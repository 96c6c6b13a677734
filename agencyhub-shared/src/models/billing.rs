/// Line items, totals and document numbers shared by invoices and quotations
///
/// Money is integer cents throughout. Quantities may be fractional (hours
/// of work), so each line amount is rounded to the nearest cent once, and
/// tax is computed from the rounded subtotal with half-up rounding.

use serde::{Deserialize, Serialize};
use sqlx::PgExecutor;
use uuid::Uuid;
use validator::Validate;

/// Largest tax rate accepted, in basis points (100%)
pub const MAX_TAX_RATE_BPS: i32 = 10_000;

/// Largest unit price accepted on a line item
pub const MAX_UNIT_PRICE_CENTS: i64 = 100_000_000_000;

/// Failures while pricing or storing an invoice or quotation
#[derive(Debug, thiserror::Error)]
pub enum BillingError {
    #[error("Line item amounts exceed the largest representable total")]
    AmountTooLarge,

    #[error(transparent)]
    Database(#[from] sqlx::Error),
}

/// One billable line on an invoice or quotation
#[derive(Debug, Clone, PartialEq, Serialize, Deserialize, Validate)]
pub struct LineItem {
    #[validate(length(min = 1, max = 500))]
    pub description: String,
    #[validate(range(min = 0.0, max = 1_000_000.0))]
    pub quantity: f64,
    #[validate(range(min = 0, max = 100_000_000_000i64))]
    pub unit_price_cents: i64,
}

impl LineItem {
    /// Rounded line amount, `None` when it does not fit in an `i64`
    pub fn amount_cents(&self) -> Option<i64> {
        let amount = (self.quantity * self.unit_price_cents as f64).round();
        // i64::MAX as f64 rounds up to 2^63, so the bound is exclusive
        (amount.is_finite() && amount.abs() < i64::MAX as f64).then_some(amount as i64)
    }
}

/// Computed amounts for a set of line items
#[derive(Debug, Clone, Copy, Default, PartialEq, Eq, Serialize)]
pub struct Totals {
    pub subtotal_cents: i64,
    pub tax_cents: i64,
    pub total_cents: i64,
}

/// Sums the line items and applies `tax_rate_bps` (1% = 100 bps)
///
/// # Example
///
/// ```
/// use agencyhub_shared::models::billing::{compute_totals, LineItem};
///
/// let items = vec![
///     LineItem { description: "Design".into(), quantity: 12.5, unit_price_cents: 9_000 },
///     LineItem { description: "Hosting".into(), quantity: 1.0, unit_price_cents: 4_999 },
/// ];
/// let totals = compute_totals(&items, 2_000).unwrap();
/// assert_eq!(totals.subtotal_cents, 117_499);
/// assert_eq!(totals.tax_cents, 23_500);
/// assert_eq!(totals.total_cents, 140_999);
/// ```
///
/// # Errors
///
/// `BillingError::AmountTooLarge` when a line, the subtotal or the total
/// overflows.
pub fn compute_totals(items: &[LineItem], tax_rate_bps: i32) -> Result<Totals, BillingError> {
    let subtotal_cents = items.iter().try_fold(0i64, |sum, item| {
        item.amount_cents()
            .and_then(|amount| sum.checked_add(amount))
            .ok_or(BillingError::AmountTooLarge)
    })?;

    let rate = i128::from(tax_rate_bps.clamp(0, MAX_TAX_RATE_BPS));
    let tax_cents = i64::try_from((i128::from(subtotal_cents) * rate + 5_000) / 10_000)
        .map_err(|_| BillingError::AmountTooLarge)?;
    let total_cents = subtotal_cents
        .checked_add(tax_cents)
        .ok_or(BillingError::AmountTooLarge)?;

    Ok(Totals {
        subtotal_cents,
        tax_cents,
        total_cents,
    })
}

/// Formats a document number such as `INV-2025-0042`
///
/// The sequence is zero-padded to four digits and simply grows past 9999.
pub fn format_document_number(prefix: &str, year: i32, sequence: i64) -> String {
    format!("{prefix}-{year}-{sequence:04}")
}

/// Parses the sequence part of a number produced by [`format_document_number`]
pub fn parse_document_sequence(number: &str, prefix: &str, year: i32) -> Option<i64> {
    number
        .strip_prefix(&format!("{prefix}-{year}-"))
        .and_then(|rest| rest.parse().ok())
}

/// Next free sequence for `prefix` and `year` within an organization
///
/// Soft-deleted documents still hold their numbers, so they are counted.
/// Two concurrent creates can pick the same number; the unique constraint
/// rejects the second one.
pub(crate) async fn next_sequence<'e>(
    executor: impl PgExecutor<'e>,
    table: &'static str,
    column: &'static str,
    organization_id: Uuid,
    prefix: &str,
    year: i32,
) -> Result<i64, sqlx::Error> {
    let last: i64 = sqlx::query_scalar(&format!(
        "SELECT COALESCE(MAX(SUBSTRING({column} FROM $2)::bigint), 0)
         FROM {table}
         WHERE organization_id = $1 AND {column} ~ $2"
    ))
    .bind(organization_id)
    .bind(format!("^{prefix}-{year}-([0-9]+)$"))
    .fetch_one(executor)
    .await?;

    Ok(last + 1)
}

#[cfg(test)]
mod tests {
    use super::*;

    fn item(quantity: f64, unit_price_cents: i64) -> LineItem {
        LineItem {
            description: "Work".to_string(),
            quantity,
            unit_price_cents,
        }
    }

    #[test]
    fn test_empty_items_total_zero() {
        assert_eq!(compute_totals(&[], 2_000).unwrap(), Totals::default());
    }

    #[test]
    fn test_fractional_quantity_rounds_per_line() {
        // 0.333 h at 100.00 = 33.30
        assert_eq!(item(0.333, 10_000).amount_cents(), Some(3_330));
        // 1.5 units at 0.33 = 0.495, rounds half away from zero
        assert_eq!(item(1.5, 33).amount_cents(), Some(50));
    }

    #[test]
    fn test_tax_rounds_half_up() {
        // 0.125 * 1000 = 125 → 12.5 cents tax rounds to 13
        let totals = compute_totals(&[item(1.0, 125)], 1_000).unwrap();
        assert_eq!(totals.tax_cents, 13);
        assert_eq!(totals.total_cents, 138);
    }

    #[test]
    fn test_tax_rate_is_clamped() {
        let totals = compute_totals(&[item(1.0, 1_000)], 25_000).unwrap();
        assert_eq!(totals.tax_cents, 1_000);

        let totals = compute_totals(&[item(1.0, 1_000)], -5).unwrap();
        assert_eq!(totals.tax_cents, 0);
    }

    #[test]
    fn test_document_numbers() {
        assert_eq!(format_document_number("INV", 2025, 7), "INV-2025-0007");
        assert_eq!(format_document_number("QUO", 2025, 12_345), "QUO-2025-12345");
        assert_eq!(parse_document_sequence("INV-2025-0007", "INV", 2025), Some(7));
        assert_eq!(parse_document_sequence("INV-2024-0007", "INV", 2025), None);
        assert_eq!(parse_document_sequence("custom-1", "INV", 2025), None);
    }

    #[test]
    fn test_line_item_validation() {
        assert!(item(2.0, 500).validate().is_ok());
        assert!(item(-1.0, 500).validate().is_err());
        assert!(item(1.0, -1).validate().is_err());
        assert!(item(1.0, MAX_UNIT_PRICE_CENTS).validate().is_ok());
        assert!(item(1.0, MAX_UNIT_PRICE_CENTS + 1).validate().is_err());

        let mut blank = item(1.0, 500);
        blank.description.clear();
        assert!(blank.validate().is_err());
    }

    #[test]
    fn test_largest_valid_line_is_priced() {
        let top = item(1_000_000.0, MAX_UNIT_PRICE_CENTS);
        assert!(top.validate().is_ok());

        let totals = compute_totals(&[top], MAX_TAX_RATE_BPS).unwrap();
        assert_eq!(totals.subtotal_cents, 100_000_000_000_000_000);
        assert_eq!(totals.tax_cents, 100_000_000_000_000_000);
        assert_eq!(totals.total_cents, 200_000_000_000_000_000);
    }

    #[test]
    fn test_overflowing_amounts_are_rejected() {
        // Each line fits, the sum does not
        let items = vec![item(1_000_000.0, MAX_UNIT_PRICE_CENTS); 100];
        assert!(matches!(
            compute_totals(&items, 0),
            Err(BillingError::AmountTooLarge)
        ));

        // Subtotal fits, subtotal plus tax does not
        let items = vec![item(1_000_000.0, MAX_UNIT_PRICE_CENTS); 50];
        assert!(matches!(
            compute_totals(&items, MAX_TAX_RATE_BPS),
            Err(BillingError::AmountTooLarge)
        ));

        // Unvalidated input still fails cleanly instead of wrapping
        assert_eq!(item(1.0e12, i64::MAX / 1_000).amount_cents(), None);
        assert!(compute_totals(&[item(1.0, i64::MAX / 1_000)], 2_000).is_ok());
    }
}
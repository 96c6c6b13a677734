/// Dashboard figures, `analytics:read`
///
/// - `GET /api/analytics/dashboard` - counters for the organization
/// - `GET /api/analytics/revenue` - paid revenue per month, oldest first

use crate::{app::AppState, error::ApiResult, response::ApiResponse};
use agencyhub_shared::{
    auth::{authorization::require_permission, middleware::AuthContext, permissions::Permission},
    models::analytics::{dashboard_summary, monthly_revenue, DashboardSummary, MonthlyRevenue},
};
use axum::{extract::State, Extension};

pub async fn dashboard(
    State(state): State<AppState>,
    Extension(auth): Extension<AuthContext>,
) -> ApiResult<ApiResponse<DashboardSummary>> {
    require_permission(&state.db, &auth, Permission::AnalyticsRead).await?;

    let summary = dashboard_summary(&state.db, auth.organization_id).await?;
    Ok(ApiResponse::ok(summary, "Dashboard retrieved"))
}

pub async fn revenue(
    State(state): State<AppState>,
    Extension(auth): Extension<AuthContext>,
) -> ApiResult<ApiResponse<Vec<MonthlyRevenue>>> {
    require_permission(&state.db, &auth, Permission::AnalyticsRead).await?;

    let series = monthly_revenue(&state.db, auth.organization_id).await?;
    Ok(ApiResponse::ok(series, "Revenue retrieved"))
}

==*==

• [To do]:
Begin at the first line of the entries above and copy every line exactly, ending with the line that contains "storing an invoice or quotation".

• [Exercise answer]:
repository 96c6c6b13a677734
filename agencyhub-shared/src/models/billing.rs
/// Line items, totals and document numbers shared by invoices and quotations
///
/// Money is integer cents throughout. Quantities may be fractional (hours
/// of work), so each line amount is rounded to the nearest cent once, and
/// tax is computed from the rounded subtotal with half-up rounding.

use serde::{Deserialize, Serialize};
use sqlx::PgExecutor;
use uuid::Uuid;
use validator::Validate;

/// Largest tax rate accepted, in basis points (100%)
pub const MAX_TAX_RATE_BPS: i32 = 10_000;

/// Largest unit price accepted on a line item
pub const MAX_UNIT_PRICE_CENTS: i64 = 100_000_000_000;

/// Failures while pricing or storing an invoice or quotation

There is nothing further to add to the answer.